→ **RECORDED DATA**:
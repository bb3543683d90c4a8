use std::mem;
use std::ops::{Index, IndexMut};

use crate::util::Side;

/// Address of a [`Node`] inside an [`Arena`]. Only meaningful for the arena that handed it out.
#[derive(Copy, Clone, Debug, PartialEq, Eq, Hash)]
pub(crate) struct NodeId(usize);

impl NodeId {
    pub(crate) fn index(self) -> usize {
        self.0
    }
}

#[derive(Copy, Clone, Debug, PartialEq, Eq)]
pub(crate) enum Color {
    Red,
    Black,
}

/// A single entry of the tree.
///
/// `left` and `right` are the owning links: every node is the child of exactly one other node
/// (or the root). `parent` is the inverse of those links and is only used to walk back up the
/// tree, it never decides when a node is released.
#[derive(Clone, Debug)]
pub(crate) struct Node<K, V> {
    pub(crate) key: K,
    pub(crate) value: V,
    pub(crate) color: Color,
    pub(crate) left: Option<NodeId>,
    pub(crate) right: Option<NodeId>,
    pub(crate) parent: Option<NodeId>,
}

impl<K, V> Node<K, V> {
    /// New nodes are always red leaves.
    pub(crate) fn new(key: K, value: V, parent: Option<NodeId>) -> Self {
        Self {
            key,
            value,
            color: Color::Red,
            left: None,
            right: None,
            parent,
        }
    }

    pub(crate) fn child(&self, side: Side) -> Option<NodeId> {
        match side {
            Side::Left => self.left,
            Side::Right => self.right,
        }
    }

    pub(crate) fn child_mut(&mut self, side: Side) -> &mut Option<NodeId> {
        match side {
            Side::Left => &mut self.left,
            Side::Right => &mut self.right,
        }
    }
}

/// Storage for every node of one tree. Released slots are kept on a free list and reused by the
/// next allocation so a tree that sees as many erases as inserts doesn't keep growing.
#[derive(Clone)]
pub(crate) struct Arena<K, V> {
    slots: Vec<Option<Node<K, V>>>,
    free: Vec<NodeId>,
}

impl<K, V> Arena<K, V> {
    pub(crate) fn new() -> Self {
        Self {
            slots: Vec::new(),
            free: Vec::new(),
        }
    }

    pub(crate) fn alloc(&mut self, node: Node<K, V>) -> NodeId {
        match self.free.pop() {
            Some(id) => {
                self.slots[id.0] = Some(node);
                id
            }
            None => {
                self.slots.push(Some(node));
                NodeId(self.slots.len() - 1)
            }
        }
    }

    /// Takes the node out of its slot. The caller must already have unlinked it from the tree.
    pub(crate) fn release(&mut self, id: NodeId) -> Node<K, V> {
        let node = self.slots[id.0]
            .take()
            .expect("Releasing a node implies it is allocated");
        self.free.push(id);
        node
    }

    pub(crate) fn clear(&mut self) {
        self.slots.clear();
        self.free.clear();
    }

    /// Exchanges the keys and values of two distinct nodes, leaving colors and links in place.
    pub(crate) fn swap_payload(&mut self, a: NodeId, b: NodeId) {
        debug_assert_ne!(a, b);
        let (low, high) = (a.0.min(b.0), a.0.max(b.0));
        let (head, tail) = self.slots.split_at_mut(high);
        let first = head[low].as_mut().expect("Swapping implies allocated");
        let second = tail[0].as_mut().expect("Swapping implies allocated");

        mem::swap(&mut first.key, &mut second.key);
        mem::swap(&mut first.value, &mut second.value);
    }

    pub(crate) fn entry(&self, id: NodeId) -> (&K, &V) {
        let node = &self[id];
        (&node.key, &node.value)
    }

    /// Follows `side` links from `id` until there are none left. With `Side::Left` this is the
    /// smallest node of the subtree rooted at `id`.
    pub(crate) fn extreme(&self, mut id: NodeId, side: Side) -> NodeId {
        while let Some(child) = self[id].child(side) {
            id = child;
        }
        id
    }

    /// The in-order neighbor of `id`: its successor for `Side::Right`, its predecessor for
    /// `Side::Left`. Only node links are used, no stack of visited nodes is needed.
    pub(crate) fn neighbor(&self, id: NodeId, side: Side) -> Option<NodeId> {
        if let Some(child) = self[id].child(side) {
            return Some(self.extreme(child, side.opposite()));
        }

        // Climb until we come up out of the subtree on the other side of some ancestor.
        let mut current = id;
        let mut parent = self[id].parent;
        while let Some(p) = parent {
            if self[p].child(side) != Some(current) {
                return Some(p);
            }
            current = p;
            parent = self[p].parent;
        }
        None
    }

    /// Ids of the subtree rooted at `root`, smallest key first.
    pub(crate) fn in_order(&self, root: Option<NodeId>) -> Vec<NodeId> {
        let mut order = Vec::new();
        let mut current = root.map(|root| self.extreme(root, Side::Left));
        while let Some(id) = current {
            order.push(id);
            current = self.neighbor(id, Side::Right);
        }
        order
    }

    /// Splits every occupied slot into a shared key and a unique value, indexed by slot.
    pub(crate) fn entries_mut(&mut self) -> Vec<Option<(&K, &mut V)>> {
        self.slots
            .iter_mut()
            .map(|slot| slot.as_mut().map(|node| (&node.key, &mut node.value)))
            .collect()
    }

    /// Number of slots, allocated or free.
    #[cfg(test)]
    pub(crate) fn capacity(&self) -> usize {
        self.slots.len()
    }
}

impl<K, V> Index<NodeId> for Arena<K, V> {
    type Output = Node<K, V>;

    fn index(&self, id: NodeId) -> &Self::Output {
        self.slots[id.0]
            .as_ref()
            .expect("Linked node ids always point at allocated slots")
    }
}

impl<K, V> IndexMut<NodeId> for Arena<K, V> {
    fn index_mut(&mut self, id: NodeId) -> &mut Self::Output {
        self.slots[id.0]
            .as_mut()
            .expect("Linked node ids always point at allocated slots")
    }
}
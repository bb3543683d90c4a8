//! # Errors
//!
//! [`Error`] is returned by lookups that can't be answered: asking for a key that isn't there or
//! for the smallest/largest element of an empty tree.
//!
//! [`InvariantViolation`] is only ever produced by [`Tree::check`][crate::tree::Tree::check]. A
//! violation means the balancing code is broken, it is not something callers are expected to
//! recover from.

use thiserror::Error;

/// Lookup error.
#[derive(Error, Debug, PartialEq, Eq, Clone, Copy)]
pub enum Error {
    /// No element with the requested key is stored in the tree.
    #[error("The key was not found in the tree.")]
    KeyNotFound,
    /// The operation needs at least one element but the tree is empty.
    #[error("The tree is empty.")]
    EmptyTree,
}

/// A red-black or binary search tree property that doesn't hold.
#[derive(Error, Debug, PartialEq, Eq, Clone, Copy)]
pub enum InvariantViolation {
    /// The root node is red.
    #[error("The root node is red.")]
    RedRoot,
    /// A red node has a red child.
    #[error("A red node has a red child.")]
    RedRedEdge,
    /// Two sibling subtrees have a different number of black nodes on their paths to a leaf.
    #[error("Black heights differ: {left} on the left, {right} on the right.")]
    BlackHeightMismatch {
        /// Black height of the left subtree.
        left: usize,
        /// Black height of the right subtree.
        right: usize,
    },
    /// The in-order sequence of keys isn't sorted (or has duplicates when they're rejected).
    #[error("The keys are not in order.")]
    OutOfOrder,
    /// A child's `parent` link doesn't point back at the node holding it.
    #[error("A parent link does not match its child link.")]
    BrokenParentLink,
}
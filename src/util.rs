/// Which child slot of a node we're talking about. Most of the rebalancing code is written once
/// in terms of a `Side` and its [`opposite`][Side::opposite] instead of twice as mirror images.
#[derive(Copy, Clone, Debug, PartialEq, Eq)]
pub(crate) enum Side {
    Left,
    Right,
}

impl Side {
    pub(crate) fn opposite(self) -> Self {
        match self {
            Self::Left => Self::Right,
            Self::Right => Self::Left,
        }
    }
}
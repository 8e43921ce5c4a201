use actix_session::Session;
use actix_web::{HttpRequest, HttpResponse, web};
use serde::Deserialize;
use sqlx::SqlitePool;

use crate::auth::middleware::safe_next;
use crate::auth::{csrf, password, rate_limit::RateLimiter};
use crate::config::AppConfig;
use crate::errors::{AppError, render};
use crate::models::admin_user;
use crate::templates_structs::{APP_NAME, LoginTemplate};

#[derive(Deserialize)]
pub struct LoginQuery {
    pub next: Option<String>,
}

#[derive(Deserialize)]
pub struct LoginForm {
    pub username: String,
    pub password: String,
    pub csrf_token: String,
    #[serde(default)]
    pub next: String,
}

#[derive(Deserialize)]
pub struct CsrfOnly {
    pub csrf_token: String,
}

fn login_form(
    session: &Session,
    config: &AppConfig,
    error: Option<&str>,
    next: &str,
) -> Result<HttpResponse, AppError> {
    let csrf_token = csrf::token_for(session, csrf::LOGIN_ACTION, config.nonce_lifetime_secs);
    render(LoginTemplate {
        error: error.map(String::from),
        app_name: APP_NAME.to_string(),
        csrf_token,
        next: next.to_string(),
    })
}

fn redirect(location: &str) -> HttpResponse {
    HttpResponse::SeeOther()
        .insert_header(("Location", location.to_string()))
        .finish()
}

pub async fn login_page(
    session: Session,
    config: web::Data<AppConfig>,
    query: web::Query<LoginQuery>,
) -> Result<HttpResponse, AppError> {
    let next = safe_next(query.next.as_deref());
    if session.get::<i64>("user_id").unwrap_or(None).is_some() {
        return Ok(redirect(next));
    }
    login_form(&session, &config, None, next)
}

pub async fn login_submit(
    req: HttpRequest,
    pool: web::Data<SqlitePool>,
    session: Session,
    config: web::Data<AppConfig>,
    form: web::Form<LoginForm>,
    limiter: web::Data<RateLimiter>,
) -> Result<HttpResponse, AppError> {
    csrf::validate_csrf(&session, csrf::LOGIN_ACTION, &form.csrf_token, config.nonce_lifetime_secs)?;

    let next = safe_next(Some(form.next.as_str()));

    // Rate-limit check before touching the database. Keyed on the socket
    // peer: forwarded headers are client-controlled.
    let ip = req
        .peer_addr()
        .map(|addr| addr.ip().to_string())
        .unwrap_or_default();
    if limiter.is_blocked(&ip) {
        log::warn!("Sign-in blocked for {ip}: too many failures");
        return login_form(
            &session,
            &config,
            Some("Too many failed sign-in attempts. Please try again later."),
            next,
        );
    }

    let found = admin_user::find_by_username(&pool, form.username.trim()).await?;
    let verified = match &found {
        Some(u) => password::verify_password(&form.password, &u.password_hash).map_err(AppError::Hash)?,
        None => false,
    };

    match found {
        Some(u) if verified => {
            limiter.clear(&ip);
            session.renew();
            session
                .insert("user_id", u.id)
                .and_then(|_| session.insert("username", &u.username))
                .and_then(|_| session.insert("permissions", &u.permissions))
                .map_err(|e| AppError::Session(e.to_string()))?;
            log::info!("Administrator '{}' signed in", u.username);
            Ok(redirect(next))
        }
        _ => {
            limiter.record_failure(&ip);
            log::warn!("Failed sign-in for '{}' from {ip}", form.username.trim());
            login_form(&session, &config, Some("Invalid username or password"), next)
        }
    }
}

pub async fn logout(
    session: Session,
    config: web::Data<AppConfig>,
    form: web::Form<CsrfOnly>,
) -> Result<HttpResponse, AppError> {
    csrf::validate_csrf(&session, csrf::LOGOUT_ACTION, &form.csrf_token, config.nonce_lifetime_secs)?;
    session.purge();
    Ok(redirect("/admin/login"))
}
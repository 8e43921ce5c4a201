use askama::Template;
use rand::Rng;

/// Trigger button plus hidden modal form bound to one form title.
#[derive(Template)]
#[template(path = "widget.html")]
pub struct WidgetTemplate {
    pub form_title: String,
    pub modal_id: String,
    pub nonce: String,
}

impl WidgetTemplate {
    /// Each rendering gets its own DOM id so several widgets can share a page.
    pub fn new(form_title: &str, nonce: &str) -> Self {
        let mut rng = rand::rng();
        let suffix: [u8; 6] = rng.random();
        Self {
            form_title: form_title.to_string(),
            modal_id: format!("safejoy-modal-{}", hex::encode(suffix)),
            nonce: nonce.to_string(),
        }
    }
}

/// Public page embedding a widget for every registered form.
#[derive(Template)]
#[template(path = "public/index.html")]
pub struct PublicIndexTemplate {
    pub app_name: String,
    /// Pre-rendered widget fragments.
    pub widgets: Vec<String>,
}

#[derive(Template)]
#[template(path = "admin/login.html")]
pub struct LoginTemplate {
    pub error: Option<String>,
    pub app_name: String,
    pub csrf_token: String,
    pub next: String,
}
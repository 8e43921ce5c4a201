use std::str::FromStr;

/// Runtime settings read once at startup and shared with handlers via `web::Data`.
#[derive(Debug, Clone)]
pub struct AppConfig {
    pub database_url: String,
    pub bind_addr: String,
    pub session_key: Option<String>,
    pub cookie_secure: bool,
    pub admin_username: String,
    pub admin_password: String,
    pub submissions_per_page: i64,
    pub nonce_lifetime_secs: u64,
    pub login_max_attempts: usize,
    pub login_window_secs: u64,
}

impl Default for AppConfig {
    fn default() -> Self {
        Self {
            database_url: "sqlite://data/safejoy.db?mode=rwc".to_string(),
            bind_addr: "127.0.0.1:8080".to_string(),
            session_key: None,
            cookie_secure: false,
            admin_username: "admin".to_string(),
            admin_password: "admin123".to_string(),
            submissions_per_page: 20,
            nonce_lifetime_secs: 86_400,
            login_max_attempts: 5,
            login_window_secs: 900,
        }
    }
}

impl AppConfig {
    /// Load from the process environment (after `dotenvy` has populated it).
    pub fn from_env() -> Self {
        Self::from_lookup(|key| std::env::var(key).ok())
    }

    /// Build from an arbitrary key lookup. Missing keys keep their defaults;
    /// unparsable numbers are logged and ignored.
    pub fn from_lookup<F>(lookup: F) -> Self
    where
        F: Fn(&str) -> Option<String>,
    {
        let defaults = Self::default();

        let admin_password = match lookup("ADMIN_PASSWORD") {
            Some(p) if !p.is_empty() => p,
            _ => {
                log::warn!("No ADMIN_PASSWORD set, seeding the default administrator password");
                defaults.admin_password
            }
        };

        Self {
            database_url: lookup("DATABASE_URL").unwrap_or(defaults.database_url),
            bind_addr: lookup("BIND_ADDR").unwrap_or(defaults.bind_addr),
            session_key: lookup("SESSION_KEY"),
            cookie_secure: parse_or(&lookup, "COOKIE_SECURE", defaults.cookie_secure),
            admin_username: lookup("ADMIN_USERNAME")
                .filter(|u| !u.trim().is_empty())
                .unwrap_or(defaults.admin_username),
            admin_password,
            submissions_per_page: parse_or(&lookup, "SUBMISSIONS_PER_PAGE", defaults.submissions_per_page)
                .clamp(1, 100),
            nonce_lifetime_secs: parse_or(&lookup, "NONCE_LIFETIME_SECS", defaults.nonce_lifetime_secs)
                .max(2),
            login_max_attempts: parse_or(&lookup, "LOGIN_MAX_ATTEMPTS", defaults.login_max_attempts)
                .max(1),
            login_window_secs: parse_or(&lookup, "LOGIN_WINDOW_SECS", defaults.login_window_secs),
        }
    }
}

fn parse_or<F, T>(lookup: &F, key: &str, default: T) -> T
where
    F: Fn(&str) -> Option<String>,
    T: FromStr,
{
    match lookup(key) {
        Some(raw) => raw.trim().parse().unwrap_or_else(|_| {
            log::warn!("Ignoring invalid {key}={raw:?}, using default");
            default
        }),
        None => default,
    }
}
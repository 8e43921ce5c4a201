use actix_web::{App, HttpServer, cookie::Key, middleware, web};

use safejoy::auth::rate_limit::RateLimiter;
use safejoy::config::AppConfig;
use safejoy::{db, routes};

#[actix_web::main]
async fn main() -> std::io::Result<()> {
    dotenvy::dotenv().ok();
    env_logger::Builder::from_env(env_logger::Env::default().default_filter_or("info")).init();

    let config = AppConfig::from_env();

    // Ensure the default data directory exists for file-backed SQLite
    if config.database_url.starts_with("sqlite://data/") {
        std::fs::create_dir_all("data")?;
    }

    let pool = db::init_pool(&config.database_url)
        .await
        .map_err(std::io::Error::other)?;
    db::run_migrations(&pool).await.map_err(std::io::Error::other)?;
    db::seed_admin(&pool, &config.admin_username, &config.admin_password)
        .await
        .map_err(std::io::Error::other)?;

    // Session encryption key: load from SESSION_KEY for sessions that survive restarts
    let secret_key = match config.session_key.as_deref() {
        Some(val) if val.len() >= 64 => {
            log::info!("Using SESSION_KEY from environment");
            Key::from(val.as_bytes())
        }
        Some(val) => {
            log::warn!("SESSION_KEY too short ({} bytes, need 64+), generating random key", val.len());
            Key::generate()
        }
        None => {
            log::warn!("No SESSION_KEY set, generating random key (sessions lost on restart)");
            Key::generate()
        }
    };

    let limiter = RateLimiter::new(config.login_max_attempts, config.login_window_secs);
    let bind_addr = config.bind_addr.clone();
    let cookie_secure = config.cookie_secure;
    let config = web::Data::new(config);
    let pool = web::Data::new(pool);
    let limiter = web::Data::new(limiter);

    log::info!("Starting server at http://{bind_addr}");

    HttpServer::new(move || {
        App::new()
            .wrap(routes::session_middleware(secret_key.clone(), cookie_secure))
            .wrap(middleware::Logger::default())
            .app_data(pool.clone())
            .app_data(config.clone())
            .app_data(limiter.clone())
            .configure(routes::configure)
            .default_service(web::to(routes::not_found))
    })
    .bind(bind_addr)?
    .run()
    .await
}
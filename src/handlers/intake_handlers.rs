use actix_session::Session;
use actix_web::{HttpRequest, HttpResponse, http::StatusCode, web};
use serde::Serialize;
use sqlx::SqlitePool;
use std::fmt;

use crate::auth::csrf;
use crate::config::AppConfig;
use crate::errors::AppError;
use crate::models::form;
use crate::models::submission::{self, IntakeForm, SubmissionId, ValidationError};
use super::request_meta::client_ip;

pub const SUCCESS_MESSAGE: &str = "Thank you, your info was submitted!";
pub const FAILURE_MESSAGE: &str = "Submission failed. Please try again.";
pub const SECURITY_MESSAGE: &str = "Security check failed. Please reload the page and try again.";

/// JSON envelope returned to the widget script.
#[derive(Debug, Serialize)]
pub struct IntakeResponse {
    pub success: bool,
    pub data: String,
}

#[derive(Debug)]
pub enum SubmitError {
    Security,
    Validation(ValidationError),
    Persistence(AppError),
}

impl SubmitError {
    fn status(&self) -> StatusCode {
        match self {
            SubmitError::Security => StatusCode::FORBIDDEN,
            SubmitError::Validation(_) => StatusCode::BAD_REQUEST,
            SubmitError::Persistence(_) => StatusCode::INTERNAL_SERVER_ERROR,
        }
    }

    /// Visitor-facing text. Persistence details stay in the log.
    fn message(&self) -> String {
        match self {
            SubmitError::Security => SECURITY_MESSAGE.to_string(),
            SubmitError::Validation(e) => e.to_string(),
            SubmitError::Persistence(_) => FAILURE_MESSAGE.to_string(),
        }
    }
}

impl fmt::Display for SubmitError {
    fn fmt(&self, f: &mut fmt::Formatter<'_>) -> fmt::Result {
        match self {
            SubmitError::Security => write!(f, "CSRF check failed"),
            SubmitError::Validation(e) => write!(f, "Validation failed: {e}"),
            SubmitError::Persistence(e) => write!(f, "Persistence failed: {e}"),
        }
    }
}

/// Token check, validation, advisory form lookup, insert. Nothing is written
/// unless every earlier step passed.
pub async fn process(
    pool: &SqlitePool,
    session: &Session,
    config: &AppConfig,
    intake: &IntakeForm,
    submitter_ip: &str,
) -> Result<SubmissionId, SubmitError> {
    csrf::validate_csrf(session, csrf::SUBMIT_ACTION, &intake.nonce, config.nonce_lifetime_secs)
        .map_err(|_| SubmitError::Security)?;

    let validated = submission::validate(
        &intake.name,
        &intake.description,
        &intake.form_title,
        &intake.links,
    )
    .map_err(SubmitError::Validation)?;

    // Forms may be renamed or removed while a page is open; an unknown title
    // is still accepted.
    match form::exists(pool, &validated.form_title).await {
        Ok(true) => {}
        Ok(false) => log::warn!("Submission tagged with unknown form '{}'", validated.form_title),
        Err(e) => log::warn!("Form lookup failed, continuing: {e}"),
    }

    let id = submission::insert(pool, &validated, submitter_ip)
        .await
        .map_err(SubmitError::Persistence)?;

    log::info!(
        "Stored submission {id} for form '{}' ({} links)",
        validated.form_title,
        validated.links.len()
    );
    Ok(id)
}

/// POST /submit
pub async fn submit(
    req: HttpRequest,
    pool: web::Data<SqlitePool>,
    session: Session,
    config: web::Data<AppConfig>,
    body: web::Form<Vec<(String, String)>>,
) -> HttpResponse {
    let intake = IntakeForm::from_pairs(body.into_inner());
    let ip = client_ip(&req);

    match process(&pool, &session, &config, &intake, &ip).await {
        Ok(_) => HttpResponse::Ok().json(IntakeResponse {
            success: true,
            data: SUCCESS_MESSAGE.to_string(),
        }),
        Err(e) => {
            match &e {
                SubmitError::Persistence(_) => log::error!("{e}"),
                _ => log::info!("Rejected submission: {e}"),
            }
            HttpResponse::build(e.status()).json(IntakeResponse {
                success: false,
                data: e.message(),
            })
        }
    }
}

/// Undecodable request bodies still answer with the JSON envelope.
pub fn form_error_handler(err: actix_web::error::UrlencodedError, _req: &HttpRequest) -> actix_web::Error {
    log::info!("Unreadable submission body: {err}");
    let response = HttpResponse::BadRequest().json(IntakeResponse {
        success: false,
        data: FAILURE_MESSAGE.to_string(),
    });
    actix_web::error::InternalError::from_response(err, response).into()
}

→ **TO DO**:
Look through the data above and return exactly the lines from the one that contains "mem::swap(&mut first.value, &mut" to the one that contains "let mut current = id;", inclusive, with nothing else.

→ **WRITTEN SOLUTION**:
        mem::swap(&mut first.value, &mut second.value);
    }

    pub(crate) fn entry(&self, id: NodeId) -> (&K, &V) {
        let node = &self[id];
        (&node.key, &node.value)
    }

    /// Follows `side` links from `id` until there are none left. With `Side::Left` this is the
    /// smallest node of the subtree rooted at `id`.
    pub(crate) fn extreme(&self, mut id: NodeId, side: Side) -> NodeId {
        while let Some(child) = self[id].child(side) {
            id = child;
        }
        id
    }

    /// The in-order neighbor of `id`: its successor for `Side::Right`, its predecessor for
    /// `Side::Left`. Only node links are used, no stack of visited nodes is needed.
    pub(crate) fn neighbor(&self, id: NodeId, side: Side) -> Option<NodeId> {
        if let Some(child) = self[id].child(side) {
            return Some(self.extreme(child, side.opposite()));
        }

        // Climb until we come up out of the subtree on the other side of some ancestor.
        let mut current = id;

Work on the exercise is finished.